Al hablar de Floro, procónsul de Numidia, se expresa en los términos siguientes: «Los fieles, bajo el gobierno del tirano Floro, eran arrastrados a los templos de los falsos dioses...» Por lo demás, se cuida de marcar exactamente el tiempo de esta persecución, diciendo: «Habrá unos sesenta años que la persecución de que hablo asoló como una furiosa tempestad todo el África; perecieron muchos fieles, mereciendo unos la corona del martirio, y otros no alcanzando más que la de confesor; hubo algunos que no alcanzaron más que una muerte funesta.» El mismo Optato es testigo de que esa persecución duró hasta el año 311, cuando Severo César fue muerto. «Dios mandó a las olas calmarse y la tempestad se apaciguó.» Maxencio dio paz a la Iglesia de África; la de Italia la gozaba ya, si es que un tirano como Maxencio pudo dar la paz. Maximiano Hercúleo volvió entonces mismo a la púrpura por solicitud de Maxencio; habiéndose hecho simple particular, de César que era, tornó a hacerse de nuevo un simple particular y público perseguidor.

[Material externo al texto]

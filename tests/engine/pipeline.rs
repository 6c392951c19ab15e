//! Load -> batch -> feature vector pipeline.

use crate::common::{create_temp_file, packed_like};
use runent::batch::{load_samples, process_batch, BatchConfig};
use runent::config::RunentConfig;
use runent::entropy::{sample_positions, RunningRequest};
use runent::features::{collect_features, FeatureConfig, FeatureVector};
use runent::io::IOLimits;
use runent::sample::Sample;

#[test]
fn packed_sample_shows_entropy_step() {
    let sample = Sample::from_bytes(packed_like(4096, 4096));
    let seq = sample.running_entropy(&RunningRequest::new(256)).unwrap();

    // Header windows hold two symbols, body windows look random.
    assert!((seq.values[0] - 0.125).abs() < 1e-12);
    let last = *seq.values.last().unwrap();
    assert!(last > 0.8, "body entropy too low: {}", last);
}

#[test]
fn files_to_feature_vectors() {
    let small = create_temp_file(&packed_like(512, 1024));
    let large = create_temp_file(&packed_like(8192, 32768));
    let tiny = create_temp_file(&[1, 2, 3]);
    let dir = tempfile::tempdir().unwrap();
    let missing = dir.path().join("missing.bin");

    let paths = vec![
        small.path().to_path_buf(),
        missing,
        large.path().to_path_buf(),
        tiny.path().to_path_buf(),
    ];
    let samples = load_samples(&paths, &IOLimits::default());
    assert_eq!(samples.len(), 3);

    let cfg = RunentConfig::default();
    let report = process_batch(&samples, &cfg.batch);
    assert!(report.failed.is_empty());
    assert_eq!(report.processed.len(), 3);

    let (vectors, without_window) = collect_features(&report.processed, &cfg.features).unwrap();
    assert_eq!(vectors.len(), 2);
    assert_eq!(without_window.len(), 1);
    for v in &vectors {
        assert_eq!(v.len(), 512);
        assert!(v.values.iter().all(|&x| (0.0..=1.0).contains(&x)));
    }
}

#[test]
fn results_serialize_for_persistence() {
    let sample = Sample::from_bytes(packed_like(300, 300));
    let cfg = BatchConfig {
        window_sizes: vec![64, 128],
        ..BatchConfig::default()
    };
    let report = process_batch(std::slice::from_ref(&sample), &cfg);
    let entropy = &report.processed[0];

    let json = serde_json::to_string(entropy).unwrap();
    let restored: runent::batch::SampleEntropy = serde_json::from_str(&json).unwrap();
    assert_eq!(restored.results.window_sizes().collect::<Vec<_>>(), vec![64, 128]);
    assert_eq!(restored.id, sample.id());

    let vector = FeatureVector::from_sample(
        &restored,
        &FeatureConfig {
            datapoints: 10,
            window_size: 128,
        },
    )
    .unwrap();
    assert_eq!(vector.rows().count(), 10);
}

#[test]
fn resample_positions_span_sequence() {
    let positions = sample_positions(1000, 512);
    assert_eq!(positions.len(), 512);
    assert_eq!(positions[0], 0.0);
    assert_eq!(positions[511], 999.0);
}
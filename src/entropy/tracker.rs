//! Incremental histogram over a sliding window.

use crate::entropy::core::Histogram;
use crate::error::{EntropyError, Result};
use tracing::trace;

/// Tracks the byte histogram of a window as it moves over borrowed data.
///
/// Building the first window costs `O(window_size)`; every [`slide`](Self::slide)
/// after that touches exactly two counts.
#[derive(Debug, Clone)]
pub struct HistogramTracker<'a> {
    data: &'a [u8],
    start: usize,
    window_size: usize,
    histogram: Histogram,
}

impl<'a> HistogramTracker<'a> {
    /// Counts the window `data[start..start + window_size]`.
    pub fn initialize(data: &'a [u8], start: usize, window_size: usize) -> Result<Self> {
        if window_size == 0 {
            return Err(EntropyError::InvalidArgument(
                "window size must be at least 1".to_string(),
            ));
        }
        let end = match start.checked_add(window_size) {
            Some(end) if end <= data.len() => end,
            _ => {
                return Err(EntropyError::InvalidOffset {
                    offset: start,
                    window_size,
                    len: data.len(),
                })
            }
        };

        trace!(start, window_size, len = data.len(), "Initializing histogram");

        Ok(Self {
            data,
            start,
            window_size,
            histogram: Histogram::from_bytes(&data[start..end]),
        })
    }

    /// Moves the window one byte forward.
    ///
    /// Returns `false`, leaving the tracker untouched, when the window already
    /// ends at the end of the data.
    #[inline]
    pub fn slide(&mut self) -> bool {
        let incoming_at = self.start + self.window_size;
        if incoming_at >= self.data.len() {
            return false;
        }
        let outgoing = self.data[self.start];
        let incoming = self.data[incoming_at];
        if outgoing != incoming {
            self.histogram.remove(outgoing);
            self.histogram.add(incoming);
        }
        self.start += 1;
        true
    }

    /// Entropy of the current window.
    #[inline]
    pub fn entropy(&self, normalize: bool) -> f64 {
        crate::entropy::core::shannon_entropy(&self.histogram, self.window_size, normalize)
    }

    /// Offset of the current window within the tracked data.
    pub fn start(&self) -> usize {
        self.start
    }

    pub fn window_size(&self) -> usize {
        self.window_size
    }

    pub fn histogram(&self) -> &Histogram {
        &self.histogram
    }

    /// The bytes currently covered by the window.
    pub fn window(&self) -> &'a [u8] {
        &self.data[self.start..self.start + self.window_size]
    }
}
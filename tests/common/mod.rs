//! Shared helpers for integration tests.

use std::io::Write;
use tempfile::NamedTempFile;

/// Deterministic pseudo-random bytes without an RNG crate.
pub fn lcg_bytes(len: usize, seed: u64) -> Vec<u8> {
    let mut rng = seed;
    (0..len)
        .map(|_| {
            rng = rng.wrapping_mul(1664525).wrapping_add(1013904223);
            (rng >> 24) as u8
        })
        .collect()
}

/// A "packed" layout: low-entropy header followed by a high-entropy body.
pub fn packed_like(header: usize, body: usize) -> Vec<u8> {
    let mut data: Vec<u8> = b"MZ".iter().copied().cycle().take(header).collect();
    data.extend(lcg_bytes(body, 0x5eed));
    data
}

/// Creates a temporary file with the given content.
pub fn create_temp_file(content: &[u8]) -> NamedTempFile {
    let mut temp_file = NamedTempFile::new().unwrap();
    temp_file.write_all(content).unwrap();
    temp_file
}
//! Running-window entropy for binary samples.
//!
//! Computes local Shannon entropy at every position of a sliding byte window,
//! keeps results per window size, and resamples them to fixed-length vectors
//! for comparison across samples of different sizes.

pub mod batch;
pub mod config;
pub mod entropy;
pub mod error;
pub mod features;
pub mod io;
pub mod logging;
pub mod sample;
pub mod timeout;

#[cfg(feature = "python-ext")]
pub mod python_bindings;

pub use crate::entropy::{
    resample, running_entropy, whole_sequence_entropy, EntropyResultSet, EntropySequence,
    RunningRequest,
};
pub use crate::error::{EntropyError, Result};

/// A Python module implemented in Rust.
#[cfg(feature = "python-ext")]
#[pyo3::pymodule]
fn runent(m: &pyo3::Bound<'_, pyo3::types::PyModule>) -> pyo3::PyResult<()> {
    python_bindings::register_python_bindings(m)
}
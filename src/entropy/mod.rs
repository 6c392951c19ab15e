//! Running-window entropy engine.
//!
//! This module turns a byte sequence into local entropy signals:
//!
//! - [`core`]: byte histogram and the Shannon formula over it
//! - [`tracker`]: a histogram that slides one byte at a time
//! - [`running`]: entropy at every window position, and the per-window-size
//!   result set
//! - [`resample`]: fixed-length resampling for cross-sample comparison
//! - [`stats`]: summaries of entropy sequences
//!
//! # Example
//!
//! ```
//! use runent::entropy::{EntropyResultSet, RunningRequest};
//!
//! let data: Vec<u8> = (0..=255u8).cycle().take(4096).collect();
//! let mut results = EntropyResultSet::new();
//! let seq = results
//!     .compute_running_entropy(&data, &RunningRequest::new(256))
//!     .unwrap();
//! assert_eq!(seq.len(), 4096 - 256 + 1);
//! let vector = seq.resample(512).unwrap();
//! assert_eq!(vector.len(), 512);
//! ```

pub mod core;
pub mod resample;
pub mod running;
pub mod stats;
pub mod tracker;

pub use self::core::{entropy_of_slice, shannon_entropy, Histogram, MAX_ENTROPY_BITS};
pub use self::resample::{resample, sample_positions};
pub use self::running::{
    running_entropy, whole_sequence_entropy, EntropyResultSet, EntropySequence, RunningRequest,
};
pub use self::stats::{calculate_median, Stats};
pub use self::tracker::HistogramTracker;
//! Configuration for loading, batch computation, and feature extraction.
//!
//! Every section has defaults matching the usual malware-corpus settings
//! (256-byte windows, normalized values, 512-point vectors). JSON documents
//! may set any subset of fields; the rest keep their defaults.

use crate::batch::BatchConfig;
use crate::error::{EntropyError, Result};
use crate::features::FeatureConfig;
use crate::io::IOLimits;
use serde::{Deserialize, Serialize};
use std::path::Path;

/// Master configuration.
#[derive(Debug, Clone, Default, PartialEq, Serialize, Deserialize)]
#[serde(default)]
pub struct RunentConfig {
    /// Limits applied when reading samples.
    pub io: IOLimits,
    /// Running-entropy batch settings.
    pub batch: BatchConfig,
    /// Feature vector settings.
    pub features: FeatureConfig,
}

impl RunentConfig {
    pub fn from_json_str(json: &str) -> Result<Self> {
        let cfg: Self =
            serde_json::from_str(json).map_err(|e| EntropyError::Config(e.to_string()))?;
        cfg.validate()?;
        Ok(cfg)
    }

    pub fn from_json_file<P: AsRef<Path>>(path: P) -> Result<Self> {
        let path = path.as_ref();
        let text = std::fs::read_to_string(path)
            .map_err(|e| EntropyError::Config(format!("{}: {}", path.display(), e)))?;
        Self::from_json_str(&text)
    }

    pub fn to_json_string(&self) -> Result<String> {
        serde_json::to_string_pretty(self).map_err(|e| EntropyError::Config(e.to_string()))
    }

    /// Rejects settings the engine would refuse at run time.
    pub fn validate(&self) -> Result<()> {
        if self.batch.window_sizes.is_empty() {
            return Err(EntropyError::Config(
                "at least one window size is required".to_string(),
            ));
        }
        if self.batch.window_sizes.contains(&0) {
            return Err(EntropyError::Config(
                "window sizes must be at least 1".to_string(),
            ));
        }
        if self.features.window_size == 0 {
            return Err(EntropyError::Config(
                "feature window size must be at least 1".to_string(),
            ));
        }
        if self.features.datapoints == 0 {
            return Err(EntropyError::Config(
                "feature datapoints must be at least 1".to_string(),
            ));
        }
        Ok(())
    }
}
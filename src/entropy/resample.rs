//! Fixed-length resampling of entropy sequences.
//!
//! Samples of different sizes produce running-entropy sequences of different
//! lengths. Resampling maps each of them onto the same number of points so
//! they can be compared as equal-length feature vectors.

use crate::error::{EntropyError, Result};

/// Positions of `number_of_points` evenly spaced samples over `[0, len - 1]`.
///
/// A single point sits at 0. With `number_of_points == len` every position
/// is an exact integer.
pub fn sample_positions(len: usize, number_of_points: usize) -> Vec<f64> {
    if number_of_points == 0 || len == 0 {
        return Vec::new();
    }
    if number_of_points == 1 {
        return vec![0.0];
    }
    let span = (len - 1) as f64;
    let steps = (number_of_points - 1) as f64;
    (0..number_of_points)
        .map(|i| (i as f64) * span / steps)
        .collect()
}

/// Linearly interpolates `values` at `number_of_points` evenly spaced positions.
///
/// Positions that land on an integer return the original sample exactly.
pub fn resample(values: &[f64], number_of_points: usize) -> Result<Vec<f64>> {
    if number_of_points < 1 {
        return Err(EntropyError::InvalidArgument(
            "number of points must be at least 1".to_string(),
        ));
    }
    if values.is_empty() {
        return Err(EntropyError::InvalidArgument(
            "cannot resample an empty sequence".to_string(),
        ));
    }

    let last = values.len() - 1;
    let resampled = sample_positions(values.len(), number_of_points)
        .into_iter()
        .map(|x| {
            let lo = (x.floor() as usize).min(last);
            let frac = x - lo as f64;
            if frac <= 0.0 || lo == last {
                values[lo]
            } else {
                values[lo] + (values[lo + 1] - values[lo]) * frac
            }
        })
        .collect();
    Ok(resampled)
}
mod support;

use empiredb::prelude::*;
use empiredb::{DdlGenerator, SqlScript, Statement, dbms};
use support::{MockConnection, Reply, numbered};

fn numbers_table() -> (Table, ColumnRef) {
    let mut t = Table::new("NUMBERS");
    let n = t.add_column(TableColumn::new("N", DataType::Integer, 4).required());
    (t, n)
}

fn values(rows: &[empiredb::Row]) -> Vec<i64> {
    rows.iter().map(|r| r.get::<i64>("N").unwrap()).collect()
}

#[tokio::test]
async fn skip_without_native_support_discards_rows_in_order() {
    let db = Database::new("x", dbms::generic());
    let (_, n) = numbers_table();
    let conn = MockConnection::returning(numbered(10));

    let mut cmd = db.command();
    cmd.select([&n]).order_by(OrderBy::asc(n.to_expr())).skip_rows(3).limit_rows(4);
    let rows = db.query_rows(&conn, &cmd).await.unwrap();

    assert_eq!(values(&rows), [4, 5, 6, 7]);
    assert_eq!(conn.statements(), ["SELECT N FROM NUMBERS ORDER BY N"]);
}

#[tokio::test]
async fn top_dialect_fetches_skip_plus_limit() {
    let db = Database::new("x", dbms::sqlserver());
    let (_, n) = numbers_table();
    // the server honours TOP 4
    let conn = MockConnection::returning(numbered(4));

    let mut cmd = db.command();
    cmd.select([&n]).skip_rows(2).limit_rows(2);
    let rows = db.query_rows(&conn, &cmd).await.unwrap();

    assert_eq!(values(&rows), [3, 4]);
    assert_eq!(conn.statements(), ["SELECT TOP 4 N FROM NUMBERS"]);
}

#[tokio::test]
async fn native_window_passes_rows_through() {
    let db = Database::new("x", dbms::postgres());
    let (_, n) = numbers_table();
    let conn = MockConnection::returning(numbered(2));

    let mut cmd = db.command();
    cmd.select([&n]).skip_rows(5).limit_rows(2);
    let rows = db.query_rows(&conn, &cmd).await.unwrap();

    assert_eq!(values(&rows), [1, 2]);
    assert_eq!(conn.statements(), ["SELECT N FROM NUMBERS LIMIT 2 OFFSET 5"]);
}

#[tokio::test]
async fn failures_carry_the_statement() {
    let db = Database::new("x", dbms::postgres());
    let (_, n) = numbers_table();
    let conn = MockConnection::new(|sql, params| {
        Err(DbError::query_failed(
            sql,
            params.iter().map(|p| p.to_string()).collect(),
            Some("42P01".into()),
            "relation \"numbers\" does not exist",
        ))
    });

    let mut cmd = db.command();
    cmd.select([&n]).and_where(n.eq(3));
    let err = db.query_rows(&conn, &cmd).await.unwrap_err();

    assert_eq!(err.sql(), Some("SELECT N FROM NUMBERS WHERE N = $1"));
    match err {
        DbError::QueryFailed { params, code, .. } => {
            assert_eq!(params, ["3"]);
            assert_eq!(code.as_deref(), Some("42P01"));
        }
        other => panic!("unexpected error {other:?}"),
    }
}

#[tokio::test]
async fn single_value_requires_a_row() {
    let db = Database::new("x", dbms::postgres());
    let (_, n) = numbers_table();
    let mut cmd = db.command();
    cmd.select_expr(n.max());

    let empty = MockConnection::returning(Vec::new());
    assert!(db.query_single_value(&empty, &cmd).await.unwrap_err().is_not_found());

    let conn = MockConnection::returning(numbered(1));
    let max: i64 = db.query_single(&conn, &cmd).await.unwrap();
    assert_eq!(max, 1);
}

#[tokio::test]
async fn script_batches_identical_statements() {
    let db = Database::new("x", dbms::postgres());
    let (_, n) = numbers_table();
    let mut script = SqlScript::new();
    for i in 1..=3 {
        let mut cmd = db.command();
        cmd.set(&n, i);
        script.add_statement(cmd.build_insert().unwrap());
    }
    script.add_stmt("DELETE FROM NUMBERS WHERE N > 2");

    let conn = MockConnection::new(|_, _| Ok(Reply::Count(1)));
    script.execute_batch(&db, &conn).await.unwrap();
    assert_eq!(conn.batch_calls(), [("INSERT INTO NUMBERS (N) VALUES ($1)".to_string(), 3)]);
    assert_eq!(conn.statements().len(), 4);

    // generic has no batch support: one call per statement
    let generic = Database::new("x", dbms::generic());
    let conn = MockConnection::new(|_, _| Ok(Reply::Count(1)));
    script.execute_batch(&generic, &conn).await.unwrap();
    assert!(conn.batch_calls().is_empty());
    assert_eq!(conn.statements().len(), 4);
}

#[tokio::test]
async fn ddl_script_runs_in_order() {
    let mut db = Database::new("x", dbms::h2());
    let (t, _) = numbers_table();
    db.add_table(t).unwrap();
    let script = DdlGenerator::new(&db).create_database().unwrap();

    let conn = MockConnection::new(|_, _| Ok(Reply::Count(0)));
    script.execute(&db, &conn).await.unwrap();
    let executed = conn.statements();
    assert_eq!(executed, script.sql().collect::<Vec<_>>());
    assert!(executed[0].starts_with("CREATE TABLE NUMBERS"));
}

#[tokio::test]
async fn statements_run_as_given() {
    let db = Database::new("x", dbms::postgres());
    let conn = MockConnection::new(|_, _| Ok(Reply::Count(5)));
    let stmt = Statement::with_params("UPDATE NUMBERS SET N = N + $1", vec![Value::Int(1)]);
    assert_eq!(db.execute_update(&conn, &stmt).await.unwrap(), 5);
    assert_eq!(conn.calls()[0].1, [Value::Int(1)]);
}
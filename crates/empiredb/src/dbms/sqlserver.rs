use super::{ColumnDef, DbmsFeature, DbmsHandler, Pagination, integer_type};
use crate::error::{DbError, DbResult};
use crate::phrase::{self, Phrase};
use crate::table::TableColumn;
use crate::types::DataType;

const KEYWORDS: &[&str] = &[
    "ADD", "ALL", "ALTER", "AND", "ANY", "AS", "ASC", "BACKUP", "BEGIN", "BETWEEN", "BREAK",
    "BROWSE", "BULK", "BY", "CASCADE", "CASE", "CHECK", "CHECKPOINT", "CLOSE", "CLUSTERED",
    "COALESCE", "COLUMN", "COMMIT", "COMPUTE", "CONSTRAINT", "CONTAINS", "CONTINUE", "CONVERT",
    "CREATE", "CROSS", "CURRENT", "CURRENT_DATE", "CURRENT_TIME", "CURRENT_TIMESTAMP",
    "CURRENT_USER", "CURSOR", "DATABASE", "DEALLOCATE", "DECLARE", "DEFAULT", "DELETE", "DENY",
    "DESC", "DISTINCT", "DROP", "ELSE", "END", "ESCAPE", "EXCEPT", "EXEC", "EXECUTE", "EXISTS",
    "EXIT", "FETCH", "FILE", "FOR", "FOREIGN", "FROM", "FULL", "FUNCTION", "GOTO", "GRANT",
    "GROUP", "HAVING", "IDENTITY", "IF", "IN", "INDEX", "INNER", "INSERT", "INTERSECT", "INTO",
    "IS", "JOIN", "KEY", "KILL", "LEFT", "LIKE", "MERGE", "NOT", "NULL", "OF", "OFF", "ON", "OPEN",
    "OPTION", "OR", "ORDER", "OUTER", "OVER", "PERCENT", "PIVOT", "PLAN", "PRIMARY", "PRINT",
    "PROC", "PROCEDURE", "PUBLIC", "READ", "REFERENCES", "RETURN", "REVERT", "REVOKE", "RIGHT",
    "ROLLBACK", "ROWCOUNT", "RULE", "SAVE", "SCHEMA", "SELECT", "SESSION_USER", "SET", "SOME",
    "TABLE", "THEN", "TO", "TOP", "TRAN", "TRANSACTION", "TRIGGER", "TRUNCATE", "UNION", "UNIQUE",
    "UPDATE", "USE", "USER", "VALUES", "VIEW", "WHEN", "WHERE", "WHILE", "WITH",
];

/// Microsoft SQL Server dialect.
///
/// Row limiting uses `TOP`; skipping rows is left to iteration.
#[derive(Debug, Clone, Copy, Default)]
pub struct SqlServerDbms;

impl DbmsHandler for SqlServerDbms {
    fn name(&self) -> &'static str {
        "sqlserver"
    }

    fn phrase(&self, p: Phrase) -> Option<&'static str> {
        let t = match p {
            Phrase::SQL_QUOTES_OPEN => "[",
            Phrase::SQL_QUOTES_CLOSE => "]",
            Phrase::SQL_CONCAT_EXPR => " + ",
            Phrase::SQL_BOOLEAN_TRUE => "1",
            Phrase::SQL_BOOLEAN_FALSE => "0",
            Phrase::SQL_CURRENT_DATE => "convert(date, getdate())",
            Phrase::SQL_CURRENT_TIME => "convert(time, getdate())",
            Phrase::SQL_CURRENT_TIMESTAMP => "getdate()",
            Phrase::SQL_DATE_PATTERN => "%Y/%m/%d",
            Phrase::SQL_DATE_TEMPLATE => "convert(date, '{0}', 111)",
            Phrase::SQL_TIME_TEMPLATE => "convert(time, '{0}', 108)",
            Phrase::SQL_DATETIME_TEMPLATE => "convert(datetime, '{0}', 120)",
            Phrase::SQL_TIMESTAMP_TEMPLATE => "convert(datetime2, '{0}', 121)",
            Phrase::SQL_FUNC_SUBSTRING => "substring(?, {0:INTEGER}, 4000)",
            Phrase::SQL_FUNC_LENGTH => "len(?)",
            Phrase::SQL_FUNC_STRINDEX => "charindex({0}, ?)",
            Phrase::SQL_FUNC_STRINDEXFROM => "charindex({0}, ?, {1:INTEGER})",
            Phrase::SQL_FUNC_MODULO => "(? % {0})",
            Phrase::SQL_FUNC_TRUNC => "round(?, {0:INTEGER}, 1)",
            Phrase::SQL_FUNC_FORMAT => "format(?, {0})",
            Phrase::SQL_FUNC_DAY => "day(?)",
            Phrase::SQL_FUNC_MONTH => "month(?)",
            Phrase::SQL_FUNC_YEAR => "year(?)",
            Phrase::SQL_FUNC_STRAGG => "string_agg(?, {0})",
            _ => return phrase::generic_phrase(p),
        };
        Some(t)
    }

    fn is_supported(&self, feature: DbmsFeature) -> bool {
        matches!(
            feature,
            DbmsFeature::CreateSchema
                | DbmsFeature::Sequences
                | DbmsFeature::QueryLimitRows
                | DbmsFeature::Batch
                | DbmsFeature::GeneratedKeys
                | DbmsFeature::DdlColumnDefault
        )
    }

    fn reserved_keywords(&self) -> &'static [&'static str] {
        KEYWORDS
    }

    fn pagination(&self) -> Pagination {
        Pagination::Top
    }

    fn format_bytes(&self, bytes: &[u8]) -> DbResult<String> {
        Ok(format!("0x{}", super::hex(bytes)))
    }

    fn quote_string(&self, s: &str) -> String {
        format!("N'{}'", s.replace('\'', "''"))
    }

    fn cast_type(&self, to: DataType) -> DbResult<&'static str> {
        let t = match to {
            DataType::Integer | DataType::AutoInc => "BIGINT",
            DataType::Varchar | DataType::Char | DataType::Clob => "NVARCHAR(4000)",
            DataType::Float => "FLOAT",
            DataType::DateTime | DataType::Timestamp => "DATETIME2",
            DataType::Bool => "BIT",
            DataType::UniqueId => "UNIQUEIDENTIFIER",
            other => return super::default_cast_type(self, other),
        };
        Ok(t)
    }

    fn convert_phrase(
        &self,
        to: DataType,
        from: DataType,
        format: Option<&str>,
    ) -> DbResult<String> {
        let _ = from;
        match format {
            Some(_) if to.is_text() => Ok("format(?, {0})".to_string()),
            Some(_) => Err(DbError::not_supported(
                format!("convert to {to} with format"),
                self.name(),
            )),
            None => Ok(format!("convert({}, ?)", self.cast_type(to)?)),
        }
    }

    fn ddl_type(&self, column: &TableColumn) -> DbResult<String> {
        let t = match column.data_type {
            DataType::AutoInc if column.sequence.is_none() => {
                format!("{} IDENTITY(1, 1)", integer_type(column.size))
            }
            DataType::Varchar => format!("NVARCHAR({})", super::text_size(column)?),
            DataType::Char => format!("NCHAR({})", super::text_size(column)?),
            DataType::Clob => "NVARCHAR(MAX)".to_string(),
            DataType::Blob => "VARBINARY(MAX)".to_string(),
            DataType::Bool => "BIT".to_string(),
            DataType::DateTime => "DATETIME".to_string(),
            DataType::Timestamp => "DATETIME2".to_string(),
            DataType::Float => "FLOAT".to_string(),
            DataType::UniqueId => "UNIQUEIDENTIFIER".to_string(),
            _ => return super::generic_ddl_type(self.name(), column),
        };
        Ok(t)
    }

    fn next_sequence_value_sql(&self, sequence: &str) -> DbResult<String> {
        Ok(format!("SELECT NEXT VALUE FOR {sequence}"))
    }

    fn alter_column_sql(&self, table: &str, column: &ColumnDef) -> DbResult<String> {
        // defaults are named constraints in SQL Server and cannot be changed inline
        let def = ColumnDef {
            default: None,
            ..column.clone()
        };
        Ok(format!("ALTER TABLE {table} ALTER COLUMN {}", def.to_sql()))
    }
}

Dodwel no se contenta con haber eximido a África de la persecución; quiere eximir también a España, y para eso la coloca entre las provincias que tocaron en suerte a Constantino, basándose en que Víctor no dijo que hubiese sido sometida a ninguno de los otros emperadores; pero Víctor tampoco dice que lo hubiera sido a Constantino, y, en cambio, Lactancio dice terminantemente que obedecía a Maximiano Hercúleo. Es extraño que Dodwel no haya observado este hecho o que lo haya disimulado. Él mismo asegura, así como anteriormente lo hemos observado, que toda la tierra, desde el Oriente hasta el Occidente, gemía bajo la cruel opresión de tres carnívoras fieras, exceptuando únicamente las Galias. Los donatistas, según refiere Optato, solo exceptúan las Galias, lo cual les hizo pedir jueces sacados de aquellas provincias.

Añádase a esto algunos cánones del concilio de Elvira, por lo tocante a los que cayeron durante la persecución, y la confesión que por entonces se cree hizo Osio el Grande. Todo esto demuestra evidentemente que la persecución no había eximido a España.